───── Available data ─────

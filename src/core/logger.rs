//! Main logger implementation

use super::{
    error::Result,
    fields::Fields,
    flags::FormatFlags,
    header::{CallerLocation, Header},
    log_level::LogLevel,
    metrics::LoggerMetrics,
    sink::Sink,
    termination::{process_exit, ExitHook, FATAL_EXIT_CODE},
};
use crate::sinks::{ConsoleSink, MemorySink};
use chrono::Local;
use parking_lot::Mutex;
use std::fmt;
use std::sync::Arc;

/// Header flags of the default logger: date, time and `file.rs:line`
pub const DEFAULT_FLAGS: FormatFlags = FormatFlags::STD.union(FormatFlags::SHORT_FILE);

/// Keys a structured record always owns
///
/// Predefined fields with one of these names are left out of the record, so
/// they can never shadow the header, the level or the message.
pub const RESERVED_KEYS: [&str; 5] = ["logtime", "filename", "lineno", "log_level", "msg"];

/// A leveled logger writing to a single sink
///
/// Calls below the threshold return before the message is formatted. Accepted
/// calls produce exactly one `write_line` on the sink, either as a plain-text
/// line or, in structured mode, as one JSON object per line.
///
/// # Example
///
/// ```
/// use leveled_logger::{Fields, FormatFlags, LogLevel, Logger, MemorySink};
/// use std::sync::Arc;
///
/// let sink = Arc::new(MemorySink::new());
/// let logger = Logger::new(LogLevel::Info, sink.clone(), FormatFlags::empty(), true);
/// logger.predefine(Fields::new().with_field("service", "billing"));
///
/// logger.debug(format_args!("not written")).unwrap();
/// logger.info(format_args!("charged {} accounts", 3)).unwrap();
///
/// assert_eq!(
///     sink.contents(),
///     "{\"logtime\":\"\",\"log_level\":\"INFO\",\"msg\":\"charged 3 accounts\",\"service\":\"billing\"}\n"
/// );
/// ```
pub struct Logger {
    level: LogLevel,
    flags: FormatFlags,
    structured: bool,
    sink: Arc<dyn Sink>,
    /// Guards the predefined fields and the structured emit section
    predefined: Mutex<Fields>,
    exit_hook: ExitHook,
    metrics: LoggerMetrics,
}

impl Logger {
    #[must_use]
    pub fn new(level: LogLevel, sink: Arc<dyn Sink>, flags: FormatFlags, structured: bool) -> Self {
        Self {
            level,
            flags,
            structured,
            sink,
            predefined: Mutex::new(Fields::new()),
            exit_hook: process_exit(),
            metrics: LoggerMetrics::new(),
        }
    }

    /// Logger writing to a fresh in-memory sink
    ///
    /// Returns the sink handle alongside, for reading the output back.
    #[must_use]
    pub fn cached(level: LogLevel, flags: FormatFlags, structured: bool) -> (Self, Arc<MemorySink>) {
        let sink = Arc::new(MemorySink::new());
        let logger = Self::new(level, sink.clone(), flags, structured);
        (logger, sink)
    }

    /// Create a builder for Logger
    ///
    /// # Example
    /// ```
    /// use leveled_logger::prelude::*;
    ///
    /// let logger = Logger::builder()
    ///     .level(LogLevel::Debug)
    ///     .flags(FormatFlags::STD | FormatFlags::MICROSECONDS)
    ///     .structured(true)
    ///     .build();
    /// assert!(logger.enabled(LogLevel::Debug));
    /// ```
    #[must_use]
    pub fn builder() -> LoggerBuilder {
        LoggerBuilder::new()
    }

    pub fn level(&self) -> LogLevel {
        self.level
    }

    pub fn flags(&self) -> FormatFlags {
        self.flags
    }

    pub fn is_structured(&self) -> bool {
        self.structured
    }

    /// The destination this logger writes to
    pub fn sink(&self) -> Arc<dyn Sink> {
        Arc::clone(&self.sink)
    }

    pub fn metrics(&self) -> &LoggerMetrics {
        &self.metrics
    }

    /// Replace the predefined fields merged into every structured record
    ///
    /// The previous fields are discarded, not merged.
    pub fn predefine(&self, fields: Fields) {
        *self.predefined.lock() = fields;
    }

    /// Snapshot of the current predefined fields
    pub fn predefined(&self) -> Fields {
        self.predefined.lock().clone()
    }

    /// Whether a call at `level` would be written
    #[inline]
    pub fn enabled(&self, level: LogLevel) -> bool {
        level.passes(self.level)
    }

    /// Log at an explicit level
    #[track_caller]
    pub fn log(&self, level: LogLevel, args: fmt::Arguments<'_>) -> Result<()> {
        if !self.enabled(level) {
            return Ok(());
        }
        let caller = self.capture_caller();
        self.emit(caller, &fmt::format(args))
    }

    #[inline]
    #[track_caller]
    pub fn debug(&self, args: fmt::Arguments<'_>) -> Result<()> {
        self.log(LogLevel::Debug, args)
    }

    #[inline]
    #[track_caller]
    pub fn info(&self, args: fmt::Arguments<'_>) -> Result<()> {
        self.log(LogLevel::Info, args)
    }

    #[inline]
    #[track_caller]
    pub fn warn(&self, args: fmt::Arguments<'_>) -> Result<()> {
        self.log(LogLevel::Warn, args)
    }

    #[inline]
    #[track_caller]
    pub fn error(&self, args: fmt::Arguments<'_>) -> Result<()> {
        self.log(LogLevel::Error, args)
    }

    /// Write a record regardless of the threshold
    #[track_caller]
    pub fn write(&self, args: fmt::Arguments<'_>) -> Result<()> {
        let caller = self.capture_caller();
        self.emit(caller, &fmt::format(args))
    }

    /// Log at FATAL, flush the sink, then run the exit hook with status 1
    ///
    /// With the default hook this never returns. A custom hook that returns
    /// gets the write result back.
    #[track_caller]
    pub fn fatal(&self, args: fmt::Arguments<'_>) -> Result<()> {
        let caller = self.capture_caller();
        let written = self.emit(caller, &fmt::format(args));
        let flushed = self.sink.flush();
        (self.exit_hook)(FATAL_EXIT_CODE);
        written.and(flushed)
    }

    pub fn flush(&self) -> Result<()> {
        self.sink.flush()
    }

    pub(crate) fn exit_hook(&self) -> &ExitHook {
        &self.exit_hook
    }

    #[track_caller]
    #[inline]
    fn capture_caller(&self) -> Option<CallerLocation> {
        if self.flags.wants_caller() {
            Some(CallerLocation::caller())
        } else {
            None
        }
    }

    /// Render and write one record that already passed the level filter
    pub(crate) fn emit(&self, caller: Option<CallerLocation>, message: &str) -> Result<()> {
        let now = Local::now();
        let result = if self.structured {
            self.write_structured(&now, caller, message)
        } else {
            self.write_plain(&now, caller, message)
        };

        match &result {
            Ok(()) => self.metrics.record_logged(),
            Err(_) => self.metrics.record_failure(),
        };
        result
    }

    fn write_plain(
        &self,
        now: &chrono::DateTime<Local>,
        caller: Option<CallerLocation>,
        message: &str,
    ) -> Result<()> {
        let mut line = Header::new(self.flags, now, caller).prefix();
        line.push_str(message);
        if !message.ends_with('\n') {
            line.push('\n');
        }
        self.sink.write_line(line.as_bytes())
    }

    fn write_structured(
        &self,
        now: &chrono::DateTime<Local>,
        caller: Option<CallerLocation>,
        message: &str,
    ) -> Result<()> {
        let predefined = self.predefined.lock();
        let header = Header::new(self.flags, now, caller);
        let line = render_record(&header, self.level, message, &predefined)?;
        self.sink.write_line(&line)
    }
}

/// Serialize one structured record as a JSON line
///
/// Order: header fields, `log_level`, `msg`, then the predefined fields that
/// do not use a reserved key. `log_level` names the logger's threshold, so
/// every record of one logger carries the same value.
fn render_record(
    header: &Header,
    threshold: LogLevel,
    message: &str,
    predefined: &Fields,
) -> Result<Vec<u8>> {
    let mut record = header.to_fields();
    record.insert("log_level", threshold.to_str());
    record.insert("msg", message);
    for (key, value) in predefined.iter() {
        if !RESERVED_KEYS.contains(&key) {
            record.insert(key, value.clone());
        }
    }

    let mut line = serde_json::to_vec(&record)?;
    line.push(b'\n');
    Ok(line)
}

impl Default for Logger {
    /// INFO threshold on standard error with [`DEFAULT_FLAGS`], plain text
    fn default() -> Self {
        Self::new(
            LogLevel::Info,
            Arc::new(ConsoleSink::stderr()),
            DEFAULT_FLAGS,
            false,
        )
    }
}

impl fmt::Debug for Logger {
    fn fmt(&self, f: &mut fmt::Formatter<'_>) -> fmt::Result {
        f.debug_struct("Logger")
            .field("level", &self.level)
            .field("flags", &self.flags)
            .field("structured", &self.structured)
            .field("sink", &self.sink.name())
            .field("predefined", &*self.predefined.lock())
            .finish()
    }
}

/// Builder for constructing Logger with a fluent API
///
/// # Example
/// ```
/// use leveled_logger::prelude::*;
/// use std::sync::Arc;
///
/// let sink = Arc::new(MemorySink::new());
/// let logger = Logger::builder()
///     .level(LogLevel::Warn)
///     .sink(sink.clone())
///     .flags(FormatFlags::empty())
///     .fields(Fields::new().with_field("region", "eu-west-1"))
///     .on_fatal(Arc::new(|code: i32| eprintln!("would exit with {}", code)))
///     .build();
///
/// logger.warn(format_args!("disk at 91%")).unwrap();
/// assert_eq!(sink.contents(), "disk at 91%\n");
/// ```
pub struct LoggerBuilder {
    level: LogLevel,
    sink: Option<Arc<dyn Sink>>,
    flags: FormatFlags,
    structured: bool,
    fields: Fields,
    exit_hook: Option<ExitHook>,
}

impl LoggerBuilder {
    /// Create a new builder with the default logger's settings
    pub fn new() -> Self {
        Self {
            level: LogLevel::Info,
            sink: None,
            flags: DEFAULT_FLAGS,
            structured: false,
            fields: Fields::new(),
            exit_hook: None,
        }
    }

    /// Set the minimum level
    #[must_use = "builder methods return a new value"]
    pub fn level(mut self, level: LogLevel) -> Self {
        self.level = level;
        self
    }

    /// Set the destination; standard error when not called
    #[must_use = "builder methods return a new value"]
    pub fn sink(mut self, sink: Arc<dyn Sink>) -> Self {
        self.sink = Some(sink);
        self
    }

    #[must_use = "builder methods return a new value"]
    pub fn flags(mut self, flags: FormatFlags) -> Self {
        self.flags = flags;
        self
    }

    /// Emit JSON lines instead of plain text
    #[must_use = "builder methods return a new value"]
    pub fn structured(mut self, structured: bool) -> Self {
        self.structured = structured;
        self
    }

    /// Initial predefined fields
    #[must_use = "builder methods return a new value"]
    pub fn fields(mut self, fields: Fields) -> Self {
        self.fields = fields;
        self
    }

    /// Replace the hook run after a fatal record; process exit by default
    #[must_use = "builder methods return a new value"]
    pub fn on_fatal(mut self, hook: ExitHook) -> Self {
        self.exit_hook = Some(hook);
        self
    }

    /// Build the Logger
    pub fn build(self) -> Logger {
        let sink = self
            .sink
            .unwrap_or_else(|| Arc::new(ConsoleSink::stderr()));
        let mut logger = Logger::new(self.level, sink, self.flags, self.structured);
        logger.predefined = Mutex::new(self.fields);
        if let Some(hook) = self.exit_hook {
            logger.exit_hook = hook;
        }
        logger
    }
}

impl Default for LoggerBuilder {
    fn default() -> Self {
        Self::new()
    }
}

─────

• What the exercise asks: Lines with "Mutex": copy every one of them from the listing above.

• Result of the exercise:
use parking_lot::Mutex;
    predefined: Mutex<Fields>,
            predefined: Mutex::new(Fields::new()),
        logger.predefined = Mutex::new(self.fields);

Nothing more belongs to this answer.